As I age I have also begun to see the wear-and-tear of my own body.  I am too fat, my pressure is too high…my energy level waxes and wanes, and my beard is slowly graying.  The children are growing fast – one in Manhattan, another married, another off to college; the family that drove across the country side seemed so permanent, so stable…but they are leaving one by one.  My beloved has one artificial knee, and I’m afraid it won’t be long before the other needs new parts.  We walk a bit slower, and after walking tend to need ibuprofen a bit too much.

This is such a transitional time; I’m not sure how to proceed.  Of course, I’ve never been much of a life-expert; I pretty much make it up as I go…but now everything is in a state of flux.  In two months I’m going to welcome my first grand-child.  That seems like a turning-point, and I’m not sure just what it will bring…I am tentatively ready.

Spiritually I continue to flounder, wishing for consolation or a sign and coming up empty.  The usual things don’t seem to carry the same comfort, and I haven’t been able to put my finger on something to fill their void, so I stick as best I can with what I know.  The questions come; boy do they.  Sometimes I block them out in fear.  I used to be so sure, so confident, as only the very young can be, I suppose.  Seems a bit foolish now; yet there is a gnawing in my soul, a yearning I can’t deny. 

Many have written to me since my previous less-than-jovial posts, and I thank you for your words and prayers.  I’m still struggling, and many of you are too, I have learned.   I am encouraged by that kind of honesty; I think it is the only way we can really grow in wisdom and knowledge…I need to be real; I feel as though there is little use in appearances anymore. 

At the Easter Vigil our cantor sang, “Like a deer that longs for running streams, my soul is longing for you; thirsting for you, my God”.   Those words were a powerful reminder to me of the irresistible attraction we have for the one who made us.  No matter the struggle, no matter the feeling of doubt and self-deprecation, no matter the sense of discontent, no matter the world spinning in wild rejection of all things holy – I thirst for my God.

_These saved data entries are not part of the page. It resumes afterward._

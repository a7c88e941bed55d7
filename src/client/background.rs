//! # Background Sync Driver
//!
//! The single cooperative task that does the I/O the state machine calls
//! for. The UI holds a [`SyncHandle`]; the driver runs `tokio::select!`
//! over the notice stream, the reconnect timer, and the handle's control
//! channel, feeding each occurrence into the [`SyncAgent`] and executing
//! the commands it returns.
//!
//! The driver never blocks the UI: mutations are applied to the local
//! store synchronously by the handle itself, and only the "something
//! changed" signal crosses the channel.

use std::collections::VecDeque;
use std::pin::Pin;

use futures_util::StreamExt;
use tokio::sync::{mpsc, watch};
use tokio::time::Sleep;

use crate::client::agent::{SyncAgent, SyncCommand, SyncEvent};
use crate::client::backoff::Backoff;
use crate::client::error::ClientError;
use crate::client::health::ConnectionHealth;
use crate::client::local::LocalStore;
use crate::client::transport::{HttpTransport, NoticeStream};
use crate::shared::Document;

/// Control messages from the handle to the driver
#[derive(Debug, Clone, Copy, PartialEq, Eq)]
pub enum ControlMsg {
    /// A mutation was applied to the local store
    Mutated,
    /// The user asked for an immediate reconnect attempt
    Reconnect,
}

/// The UI's interface to the sync agent.
///
/// Cheap to clone. Reads and writes go straight to the local store; the
/// health indicator is a watch channel the UI can render or await.
#[derive(Debug, Clone)]
pub struct SyncHandle {
    local: LocalStore,
    control: mpsc::UnboundedSender<ControlMsg>,
    health: watch::Receiver<ConnectionHealth>,
}

impl SyncHandle {
    /// Current local document
    pub fn document(&self) -> Result<Document, ClientError> {
        self.local.load()
    }

    /// Apply a mutation locally and schedule a background push.
    ///
    /// The mutation is durable in local storage when this returns; whether
    /// the push happens now, later, or after several retries is invisible
    /// here. It is never silently dropped.
    pub fn mutate<F>(&self, mutate: F) -> Result<Document, ClientError>
    where
        F: FnOnce(&mut Document),
    {
        let document = self.local.mutate(mutate)?;
        // A closed channel means the driver is gone; local-only operation
        // is still correct, so the signal loss is fine.
        let _ = self.control.send(ControlMsg::Mutated);
        Ok(document)
    }

    /// Current health indicator value
    pub fn health(&self) -> ConnectionHealth {
        *self.health.borrow()
    }

    /// Watch receiver for health changes, for UIs that want to await them
    pub fn health_changes(&self) -> watch::Receiver<ConnectionHealth> {
        self.health.clone()
    }

    /// Ask the driver to retry the connection now instead of waiting for
    /// the backoff timer
    pub fn reconnect(&self) {
        let _ = self.control.send(ControlMsg::Reconnect);
    }
}

/// The background driver task state
pub struct SyncDriver {
    agent: SyncAgent,
    local: LocalStore,
    transport: Option<HttpTransport>,
    control: mpsc::UnboundedReceiver<ControlMsg>,
    health: watch::Sender<ConnectionHealth>,
    notices: Option<NoticeStream>,
    retry: Option<Pin<Box<Sleep>>>,
    /// UI mutations already fed into the state machine; compared against
    /// the store's epoch so a pull cannot clobber a mutation the driver
    /// has not seen yet
    folded_mutations: u64,
}

impl SyncDriver {
    /// Create a driver and its handle.
    ///
    /// `transport` is `None` for offline-only operation (no server
    /// configured); the driver then only services local mutations.
    pub fn new(
        local: LocalStore,
        transport: Option<HttpTransport>,
        backoff: Backoff,
    ) -> (SyncHandle, SyncDriver) {
        let (control_tx, control_rx) = mpsc::unbounded_channel();
        let (health_tx, health_rx) = watch::channel(ConnectionHealth::Disconnected);

        let handle = SyncHandle {
            local: local.clone(),
            control: control_tx,
            health: health_rx,
        };
        let driver = SyncDriver {
            agent: SyncAgent::new(backoff),
            local,
            transport,
            control: control_rx,
            health: health_tx,
            notices: None,
            retry: None,
            folded_mutations: 0,
        };
        (handle, driver)
    }

    /// Read-only view of the agent, for tests
    pub fn agent(&self) -> &SyncAgent {
        &self.agent
    }

    /// Run until every handle is dropped
    pub async fn run(mut self) {
        if self.transport.is_some() {
            self.step(SyncEvent::ServerConfigured).await;
        }

        while let Some(event) = self.next_event().await {
            self.step(event).await;
        }
        tracing::debug!("[Agent] All handles dropped, driver stopping");
    }

    /// Wait for the next external occurrence and map it to an event.
    ///
    /// Returns `None` when the control channel closes (all handles gone).
    async fn next_event(&mut self) -> Option<SyncEvent> {
        let occurrence = tokio::select! {
            msg = self.control.recv() => Occurrence::Control(msg),
            notice = next_notice(&mut self.notices) => Occurrence::Notice(notice),
            _ = wait_retry(&mut self.retry) => Occurrence::RetryDue,
        };

        match occurrence {
            Occurrence::Control(Some(ControlMsg::Mutated)) => {
                self.folded_mutations = self.folded_mutations.saturating_add(1);
                Some(SyncEvent::LocalMutation)
            }
            Occurrence::Control(Some(ControlMsg::Reconnect)) => {
                self.retry = None;
                Some(SyncEvent::RetryTimerFired)
            }
            Occurrence::Control(None) => None,
            Occurrence::Notice(Some(Ok(msg))) => {
                Some(SyncEvent::NoticeReceived { version: msg.version() })
            }
            Occurrence::Notice(Some(Err(e))) => {
                tracing::warn!("[Agent] Subscription failed: {}", e);
                self.notices = None;
                Some(SyncEvent::ConnectionLost)
            }
            Occurrence::Notice(None) => {
                tracing::info!("[Agent] Subscription closed by server");
                self.notices = None;
                Some(SyncEvent::ConnectionLost)
            }
            Occurrence::RetryDue => {
                self.retry = None;
                Some(SyncEvent::RetryTimerFired)
            }
        }
    }

    /// Run one event through the agent, executing commands until the
    /// resulting event chain settles.
    async fn step(&mut self, event: SyncEvent) {
        let mut queue = VecDeque::from([event]);
        while let Some(event) = queue.pop_front() {
            tracing::debug!("[Agent] Event: {:?}", event);
            for command in self.agent.handle(event) {
                if let Some(follow_up) = self.execute(command).await {
                    queue.push_back(follow_up);
                }
            }
        }
    }

    async fn execute(&mut self, command: SyncCommand) -> Option<SyncEvent> {
        match command {
            SyncCommand::OpenChannel => {
                let transport = self.transport.as_ref()?;
                match transport.subscribe().await {
                    Ok(stream) => {
                        self.notices = Some(stream);
                        Some(SyncEvent::HandshakeSucceeded)
                    }
                    Err(e) => {
                        tracing::warn!("[Agent] Handshake failed: {}", e);
                        Some(SyncEvent::HandshakeFailed)
                    }
                }
            }

            SyncCommand::CloseChannel => {
                self.notices = None;
                None
            }

            SyncCommand::Pull => {
                let transport = self.transport.as_ref()?;
                match transport.fetch().await {
                    Ok(remote) => {
                        let version = remote.version;
                        let pending = self.agent.pending_intent().is_some();
                        let stored =
                            self.local.reconcile_pull(remote, pending, self.folded_mutations);
                        match stored {
                            Ok(_) => {
                                tracing::debug!("[Agent] Pulled v{}", version);
                                Some(SyncEvent::PullSucceeded { version })
                            }
                            Err(e) => {
                                tracing::error!("[Agent] Could not store pulled document: {}", e);
                                Some(SyncEvent::PullFailed)
                            }
                        }
                    }
                    Err(e) => {
                        tracing::warn!("[Agent] Pull failed: {}", e);
                        Some(SyncEvent::PullFailed)
                    }
                }
            }

            SyncCommand::Push => {
                let transport = self.transport.as_ref()?;
                let snapshot = match self.local.load() {
                    Ok(mut document) => {
                        document.strip_device_fields();
                        document
                    }
                    Err(e) => {
                        tracing::error!("[Agent] Could not load document for push: {}", e);
                        return Some(SyncEvent::PushFailed { fatal: false });
                    }
                };

                match transport.push(snapshot).await {
                    Ok(stamped) => {
                        let version = stamped.version;
                        // Adopt the stamp so our own echo (if any) is
                        // recognized as already-seen.
                        if let Err(e) = self.local.update(|doc| doc.version = version) {
                            tracing::error!("[Agent] Could not record pushed version: {}", e);
                        }
                        tracing::debug!("[Agent] Pushed, server stamped v{}", version);
                        Some(SyncEvent::PushSucceeded { version })
                    }
                    Err(ClientError::Rejected { message }) => {
                        tracing::warn!("[Agent] Server rejected push: {}", message);
                        Some(SyncEvent::PushFailed { fatal: true })
                    }
                    Err(e) => {
                        tracing::warn!("[Agent] Push failed: {}", e);
                        Some(SyncEvent::PushFailed { fatal: false })
                    }
                }
            }

            SyncCommand::ScheduleRetry(delay) => {
                tracing::debug!("[Agent] Next reconnect attempt in {:?}", delay);
                self.retry = Some(Box::pin(tokio::time::sleep(delay)));
                None
            }

            SyncCommand::PublishHealth(health) => {
                let _ = self.health.send(health);
                None
            }
        }
    }
}

/// What woke the driver up
enum Occurrence {
    Control(Option<ControlMsg>),
    Notice(Option<Result<crate::shared::ChannelMessage, ClientError>>),
    RetryDue,
}

async fn next_notice(
    notices: &mut Option<NoticeStream>,
) -> Option<Result<crate::shared::ChannelMessage, ClientError>> {
    match notices.as_mut() {
        Some(stream) => stream.next().await,
        None => std::future::pending().await,
    }
}

async fn wait_retry(retry: &mut Option<Pin<Box<Sleep>>>) {
    match retry.as_mut() {
        Some(sleep) => sleep.as_mut().await,
        None => std::future::pending().await,
    }
}
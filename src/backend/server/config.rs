/**
 * Server Configuration
 *
 * This module loads the server's configuration surface: the listen port,
 * the data file path, and the optional static-asset directory.
 *
 * # Configuration Sources
 *
 * Configuration comes from environment variables with defaults suitable
 * for local use:
 *
 * - `CHORESYNC_PORT` - listen port (default 8780)
 * - `CHORESYNC_DATA` - path of the JSON data file (default
 *   `chore-data.json` in the working directory)
 * - `CHORESYNC_STATIC` - directory to serve static files from; unset or
 *   empty disables static serving
 *
 * # Error Handling
 *
 * Invalid values are logged and replaced with defaults rather than
 * preventing startup; these knobs only affect where the store persists and
 * where the endpoints bind, never the sync protocol itself.
 */

use std::net::SocketAddr;
use std::path::PathBuf;

/// Default REST/static listen port
pub const DEFAULT_PORT: u16 = 8780;

/// Default data file, relative to the working directory
pub const DEFAULT_DATA_FILE: &str = "chore-data.json";

/// Server configuration
#[derive(Debug, Clone)]
pub struct ServerConfig {
    /// Port for the REST API, events stream, and static files
    pub port: u16,
    /// Path of the JSON data file
    pub data_path: PathBuf,
    /// Directory to serve static files from; `None` disables static serving
    pub static_dir: Option<PathBuf>,
}

impl Default for ServerConfig {
    fn default() -> Self {
        Self {
            port: DEFAULT_PORT,
            data_path: PathBuf::from(DEFAULT_DATA_FILE),
            static_dir: None,
        }
    }
}

impl ServerConfig {
    /// Load configuration from the environment
    pub fn from_env() -> Self {
        let port = match std::env::var("CHORESYNC_PORT") {
            Ok(raw) => match raw.parse::<u16>() {
                Ok(port) => port,
                Err(_) => {
                    tracing::warn!(
                        "[Config] CHORESYNC_PORT={} is not a port, using {}",
                        raw,
                        DEFAULT_PORT
                    );
                    DEFAULT_PORT
                }
            },
            Err(_) => DEFAULT_PORT,
        };

        let data_path = std::env::var("CHORESYNC_DATA")
            .map(PathBuf::from)
            .unwrap_or_else(|_| PathBuf::from(DEFAULT_DATA_FILE));

        let static_dir = match std::env::var("CHORESYNC_STATIC") {
            Ok(dir) if !dir.is_empty() => {
                let dir = PathBuf::from(dir);
                if dir.is_dir() {
                    Some(dir)
                } else {
                    tracing::warn!(
                        "[Config] CHORESYNC_STATIC={} is not a directory, static serving disabled",
                        dir.display()
                    );
                    None
                }
            }
            _ => None,
        };

        Self { port, data_path, static_dir }
    }

    /// Socket address the server binds to
    pub fn socket_addr(&self) -> SocketAddr {
        SocketAddr::from(([0, 0, 0, 0], self.port))
    }
}
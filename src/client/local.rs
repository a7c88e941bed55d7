//! # Local Store
//!
//! File-backed key-value persistence for the client's copy of the shared
//! document. Every UI read and write lands here first; the network never
//! sits on this path. The document (including the device-only fields,
//! which are stripped only at the push/pull boundary) lives under a single
//! well-known key in one JSON file per profile.
//!
//! The store also counts UI mutations (the *epoch*). The sync driver runs
//! concurrently with the UI, so a pull that fetched the remote document
//! before a mutation landed must not replace it away; comparing the epoch
//! against the number of mutations the driver has folded into its state
//! machine - under the same lock as the save - closes that window.

use std::fs;
use std::io::Write as _;
use std::path::{Path, PathBuf};
use std::sync::{Arc, Mutex, MutexGuard};

use serde_json::{Map, Value};

use crate::client::error::ClientError;
use crate::client::reconcile::reconcile;
use crate::shared::Document;

/// The well-known key the document is stored under
pub const DATA_KEY: &str = "chore-data";

/// File-backed local document store.
///
/// Cheap to clone; clones share the same backing file and lock.
#[derive(Debug, Clone)]
pub struct LocalStore {
    inner: Arc<Inner>,
}

#[derive(Debug)]
struct Inner {
    path: PathBuf,
    /// Guards every load-modify-save cycle; the guarded value is the
    /// mutation epoch (count of UI mutations applied so far)
    lock: Mutex<u64>,
}

impl LocalStore {
    /// Open (or create the directory for) a store at `path`
    pub fn open(path: impl Into<PathBuf>) -> Result<Self, ClientError> {
        let path = path.into();
        if let Some(parent) = path.parent() {
            fs::create_dir_all(parent)
                .map_err(|e| ClientError::storage(format!("create {}: {e}", parent.display())))?;
        }
        Ok(Self { inner: Arc::new(Inner { path, lock: Mutex::new(0) }) })
    }

    /// Default per-user store location
    pub fn default_path() -> PathBuf {
        dirs::data_dir()
            .unwrap_or_else(|| PathBuf::from("."))
            .join("choresync")
            .join("local-data.json")
    }

    /// Path of the backing file
    pub fn path(&self) -> &Path {
        &self.inner.path
    }

    /// Number of UI mutations applied so far
    pub fn epoch(&self) -> u64 {
        *self.lock()
    }

    /// Load the current document; a missing file reads as the default
    pub fn load(&self) -> Result<Document, ClientError> {
        let _guard = self.lock();
        self.load_unlocked()
    }

    /// Replace the stored document (sync-internal write, not a UI mutation)
    pub fn save(&self, document: &Document) -> Result<(), ClientError> {
        let _guard = self.lock();
        self.save_unlocked(document)
    }

    /// Apply a UI mutation: load, mutate, persist, and advance the epoch.
    ///
    /// This is the UI's write path: the mutation is durable locally before
    /// the call returns, regardless of connectivity.
    pub fn mutate<F>(&self, mutate: F) -> Result<Document, ClientError>
    where
        F: FnOnce(&mut Document),
    {
        let mut guard = self.lock();
        let mut document = self.load_unlocked()?;
        mutate(&mut document);
        self.save_unlocked(&document)?;
        *guard += 1;
        Ok(document)
    }

    /// Apply a sync-internal update (no epoch change), e.g. adopting the
    /// server's version stamp after a successful push
    pub fn update<F>(&self, mutate: F) -> Result<Document, ClientError>
    where
        F: FnOnce(&mut Document),
    {
        let _guard = self.lock();
        let mut document = self.load_unlocked()?;
        mutate(&mut document);
        self.save_unlocked(&document)?;
        Ok(document)
    }

    /// Merge a pulled document into local state.
    ///
    /// `pending` is the state machine's view (an unacknowledged intent
    /// exists); `folded_mutations` is how many UI mutations the driver has
    /// already fed into the state machine. If more mutations have landed
    /// than the driver has seen, the local body is preserved exactly as if
    /// an intent were pending - the mutation's own push follows once the
    /// driver catches up.
    pub fn reconcile_pull(
        &self,
        remote: Document,
        pending: bool,
        folded_mutations: u64,
    ) -> Result<Document, ClientError> {
        let guard = self.lock();
        let unseen_mutation = *guard > folded_mutations;
        let current = self.load_unlocked()?;
        let merged = reconcile(&current, remote, pending || unseen_mutation);
        self.save_unlocked(&merged)?;
        Ok(merged)
    }

    fn lock(&self) -> MutexGuard<'_, u64> {
        self.inner.lock.lock().unwrap_or_else(|e| e.into_inner())
    }

    fn load_unlocked(&self) -> Result<Document, ClientError> {
        if !self.inner.path.exists() {
            return Ok(Document::default());
        }
        let raw = fs::read(&self.inner.path)
            .map_err(|e| ClientError::storage(format!("read {}: {e}", self.inner.path.display())))?;
        let mut table: Map<String, Value> = serde_json::from_slice(&raw)
            .map_err(|e| ClientError::storage(format!("parse local store: {e}")))?;
        match table.remove(DATA_KEY) {
            Some(value) => serde_json::from_value(value)
                .map_err(|e| ClientError::storage(format!("parse stored document: {e}"))),
            None => Ok(Document::default()),
        }
    }

    fn save_unlocked(&self, document: &Document) -> Result<(), ClientError> {
        let mut table = Map::new();
        table.insert(
            DATA_KEY.to_string(),
            serde_json::to_value(document)
                .map_err(|e| ClientError::storage(format!("encode document: {e}")))?,
        );
        let payload = serde_json::to_vec(&Value::Object(table))
            .map_err(|e| ClientError::storage(format!("encode local store: {e}")))?;

        let tmp = self.inner.path.with_extension("json.tmp");
        let write = || -> std::io::Result<()> {
            let mut file = fs::File::create(&tmp)?;
            file.write_all(&payload)?;
            file.sync_all()?;
            fs::rename(&tmp, &self.inner.path)
        };
        write().map_err(|e| {
            ClientError::storage(format!("write {}: {e}", self.inner.path.display()))
        })
    }
}
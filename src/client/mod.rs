//! # Client Sync Agent
//!
//! The client half of the sync protocol, embedded by a UI. It owns:
//!
//! - **Local-first storage**: every read and write goes to the local store
//!   immediately; the network is never on the UI's critical path
//! - **Background push**: local mutations become a single pending sync
//!   intent that is pushed as the full document and retried until
//!   acknowledged, never silently dropped
//! - **Pull-on-notify**: change notices from the server trigger a pull and
//!   a merge-by-replacement that preserves unpushed local edits
//! - **Reconnection**: transient failures move the agent to Disconnected
//!   and schedule bounded exponential-backoff retries
//! - **Health indicator**: a watch channel the UI can observe; transient
//!   failures surface there and nowhere else
//!
//! ## Structure
//!
//! - `agent` - pure, I/O-free connection state machine
//! - `background` - the driver task that performs the I/O the state
//!   machine decides on, plus the handle a UI holds
//! - `transport` - reqwest-based GET/PUT and SSE subscription
//! - `local` - file-backed key-value store for the document
//! - `reconcile` - remote/local merge rules
//! - `intent`, `backoff`, `health`, `config`, `error` - supporting types
//!
//! ## Usage
//!
//! ```rust,no_run
//! use choresync::client::{self, ClientConfig};
//!
//! # async fn example() -> Result<(), choresync::client::ClientError> {
//! let handle = client::start(ClientConfig::load())?;
//!
//! // Mutations apply locally at once and sync in the background
//! handle.mutate(|doc| {
//!     doc.fields.insert("users".into(), serde_json::json!(["Alice"]));
//! })?;
//!
//! // The UI renders the health indicator from here
//! let health = handle.health();
//! # let _ = health;
//! # Ok(())
//! # }
//! ```

pub mod agent;
pub mod backoff;
pub mod background;
pub mod config;
pub mod error;
pub mod health;
pub mod intent;
pub mod local;
pub mod reconcile;
pub mod transport;

pub use agent::{ConnectionState, SyncAgent, SyncCommand, SyncEvent};
pub use background::{SyncDriver, SyncHandle};
pub use config::ClientConfig;
pub use error::ClientError;
pub use health::ConnectionHealth;
pub use intent::SyncIntent;
pub use local::LocalStore;
pub use transport::HttpTransport;

/// Start the sync agent for the given configuration.
///
/// Opens the local store, builds the transport when a server is
/// configured, and spawns the background driver on the current tokio
/// runtime. The returned handle is the UI's only interface: local reads
/// and writes, manual reconnect, and the health indicator.
pub fn start(config: ClientConfig) -> Result<SyncHandle, ClientError> {
    let local = LocalStore::open(config.data_path())?;
    let transport = match config.server_url() {
        Some(url) => Some(HttpTransport::new(
            url,
            config.request_timeout(),
            config.connect_timeout(),
        )?),
        None => None,
    };

    let (handle, driver) = SyncDriver::new(local, transport, config.backoff());
    tokio::spawn(driver.run());
    Ok(handle)
}
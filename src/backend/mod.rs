//! Backend Module
//!
//! Server-side code for the ChoreSync synchronization server: a small Axum
//! application that owns the single shared document and fans change
//! notifications out to subscribed clients.
//!
//! # Architecture
//!
//! The backend is organized into focused submodules:
//!
//! - **`server`** - Server initialization, application state, configuration
//! - **`routes`** - HTTP route configuration and router assembly
//! - **`store`** - The document store (atomic, serialized writes)
//! - **`data`** - REST handlers for `GET /data` and `PUT /data`
//! - **`realtime`** - Change broadcasting and the SSE subscription endpoint
//! - **`error`** - Backend-specific error types
//!
//! # State Management
//!
//! All handlers share one `AppState` holding the document store behind
//! `Arc<dyn DocumentStore>` and a `tokio::sync::broadcast` sender for change
//! notices. The store serializes writes internally, which is what gives the
//! version counter its total order; the broadcast channel is the only other
//! shared resource.
//!
//! # Protocol
//!
//! - `GET /data` - current document, always carrying `_version`
//! - `PUT /data` - full-document replace; stamps `_version = stored + 1`,
//!   broadcasts a change notice, returns the stamped document
//! - `GET /events` - SSE stream of `{"type":"data-changed",...}` notices
//! - `GET /version` - build identity probe
//!
//! This module is only compiled when the `server` feature is enabled.

/// Server setup and configuration
pub mod server;

/// Route configuration
pub mod routes;

/// Document persistence
pub mod store;

/// REST handlers for the shared document
pub mod data;

/// Real-time change notification system
pub mod realtime;

/// Backend error types
pub mod error;

/// Re-export commonly used types
pub use error::BackendError;
pub use realtime::{notify_change, ChangeBroadcast};
pub use server::state::AppState;
pub use store::{DocumentStore, FileStore, MemoryStore, StoreError};
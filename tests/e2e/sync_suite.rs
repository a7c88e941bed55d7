//! End-to-end scenarios: a real server on a real socket, with full client
//! agents (driver + transport + local store) on each side.

use std::path::Path;
use std::time::Duration;

use serde_json::json;

use choresync::client::backoff::Backoff;
use choresync::client::{HttpTransport, LocalStore, SyncDriver, SyncHandle};

use crate::common::{memory_state, spawn_live_server, wait_until};

async fn start_client(url: &str, dir: &Path, name: &str) -> SyncHandle {
    let local = LocalStore::open(dir.join(name)).unwrap();
    let transport =
        HttpTransport::new(url, Duration::from_secs(5), Duration::from_secs(5)).unwrap();
    let backoff = Backoff::new(Duration::from_millis(50), Duration::from_millis(500));
    let (handle, driver) = SyncDriver::new(local, Some(transport), backoff);
    tokio::spawn(driver.run());
    handle
}

#[tokio::test]
async fn test_change_propagates_between_clients() {
    let url = spawn_live_server(memory_state()).await;
    let dir = tempfile::tempdir().unwrap();

    let alice = start_client(&url, dir.path(), "alice.json").await;
    let bob = start_client(&url, dir.path(), "bob.json").await;

    wait_until("both clients connected", || {
        alice.health().is_connected() && bob.health().is_connected()
    })
    .await;

    alice
        .mutate(|doc| {
            doc.fields.insert("users".into(), json!(["Alice"]));
            doc.fields.insert("selectedUser".into(), json!("Alice"));
            doc.fields.insert("theme".into(), json!("dark"));
        })
        .unwrap();

    wait_until("bob sees alice's change", || {
        bob.document()
            .map(|d| d.fields.get("users") == Some(&json!(["Alice"])))
            .unwrap_or(false)
    })
    .await;

    // Per-device fields set on one client are never observed on another
    let bob_doc = bob.document().unwrap();
    assert!(bob_doc.fields.get("selectedUser").is_none());
    assert!(bob_doc.fields.get("theme").is_none());
}

#[tokio::test]
async fn test_sequential_writers_converge() {
    let url = spawn_live_server(memory_state()).await;
    let dir = tempfile::tempdir().unwrap();

    let alice = start_client(&url, dir.path(), "alice.json").await;
    let bob = start_client(&url, dir.path(), "bob.json").await;

    wait_until("both clients connected", || {
        alice.health().is_connected() && bob.health().is_connected()
    })
    .await;

    alice
        .mutate(|doc| {
            doc.fields.insert("users".into(), json!(["Alice"]));
        })
        .unwrap();
    wait_until("bob caught up", || {
        bob.document()
            .map(|d| d.fields.get("users") == Some(&json!(["Alice"])))
            .unwrap_or(false)
    })
    .await;

    bob.mutate(|doc| {
        doc.fields.insert("users".into(), json!(["Alice", "Bob"]));
    })
    .unwrap();
    wait_until("alice caught up", || {
        alice
            .document()
            .map(|d| d.fields.get("users") == Some(&json!(["Alice", "Bob"])))
            .unwrap_or(false)
    })
    .await;

    // Both replicas settle on the same shared body and version stamp
    wait_until("replicas converge", || {
        match (alice.document(), bob.document()) {
            (Ok(a), Ok(b)) => a.body_eq(&b) && a.version == b.version,
            _ => false,
        }
    })
    .await;
}

#[tokio::test]
async fn test_local_reads_never_block_on_the_server() {
    let url = spawn_live_server(memory_state()).await;
    let dir = tempfile::tempdir().unwrap();

    let client = start_client(&url, dir.path(), "solo.json").await;

    // Immediately after startup - connected or not - reads and writes
    // work against local storage. The version stamp may move as the
    // background push is acknowledged; the body is ours regardless.
    let updated = client
        .mutate(|doc| {
            doc.fields.insert("rooms".into(), json!([{"id": "kitchen"}]));
        })
        .unwrap();
    assert!(client.document().unwrap().body_eq(&updated));
}
pub mod broadcast_test;
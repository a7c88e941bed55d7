//! # Pull Reconciliation
//!
//! Merge rules applied when a freshly pulled document meets local state.
//! The protocol is merge-by-replacement: the remote document replaces the
//! local one, except that unpushed local edits must not be clobbered and
//! device-only fields never cross the sync boundary in either direction.
//!
//! - No pending intent: adopt the remote document wholesale, keeping only
//!   this device's local-only fields on top
//! - Pending intent: keep the local body (it is about to be re-pushed)
//!   and adopt the remote `_version` as the new base, so the follow-up
//!   push lands as last-local-writer-wins on top of last-known-remote

use crate::shared::Document;

/// Merge a pulled document into local state.
///
/// `pending` says whether an unacknowledged local mutation exists. The
/// returned document is what local storage should hold afterwards.
pub fn reconcile(local: &Document, mut remote: Document, pending: bool) -> Document {
    // Never accept another device's local-only fields
    remote.strip_device_fields();

    if pending {
        // Local unpushed edits win; the remote version becomes the base
        // the re-push builds on.
        let mut merged = local.clone();
        merged.version = remote.version;
        merged
    } else {
        // Remote replaces local, with this device's fields layered back
        let device = local.device_fields();
        remote.apply_device_fields(device);
        remote
    }
}
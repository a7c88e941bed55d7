//! Shared Error Types
//!
//! Error types that can occur on either side of the sync protocol.
//!
//! # Error Categories
//!
//! - `Serialization` - JSON encoding/decoding failures
//! - `Document` - structurally invalid document payloads
use thiserror::Error;

/// Errors shared between the server and the client sync agent
#[derive(Debug, Error, Clone)]
pub enum SharedError {
    /// JSON serialization or deserialization error
    #[error("serialization error: {message}")]
    Serialization {
        /// Human-readable error message
        message: String,
    },

    /// The payload parsed as JSON but is not a usable document
    #[error("invalid document: {message}")]
    Document {
        /// Human-readable error message
        message: String,
    },
}

impl SharedError {
    /// Create a new serialization error
    pub fn serialization(message: impl Into<String>) -> Self {
        Self::Serialization { message: message.into() }
    }

    /// Create a new document error
    pub fn document(message: impl Into<String>) -> Self {
        Self::Document { message: message.into() }
    }
}

impl From<serde_json::Error> for SharedError {
    fn from(err: serde_json::Error) -> Self {
        Self::serialization(err.to_string())
    }
}
//! Real-time change notification system
//!
//! Fans out `data-changed` notices to every subscribed client over
//! Server-Sent Events, backed by a `tokio::sync::broadcast` channel.

pub mod broadcast;
pub mod subscription;

pub use broadcast::{notify_change, ChangeBroadcast};
pub use subscription::handle_events_subscription;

But I have to ask: will that be enough?  

1 comment:

  1. Just this morning I had one of my house nightmares. In this one I'm upstairs looking at rain fall through a hole in the roof about 3' wide through a moldy, saggy hole in the ceiling, and into a similar hole on the second floor, through another hole in the first floor and into the crawlspace. For some reason I can't do anything about it. It's overcast and all the light is misty grey.

    Then I wake up and the roof is, well, if not fine, not leaking.

    Creation is completely messed up by sin. Bad stuff happens, and every time we are surprised.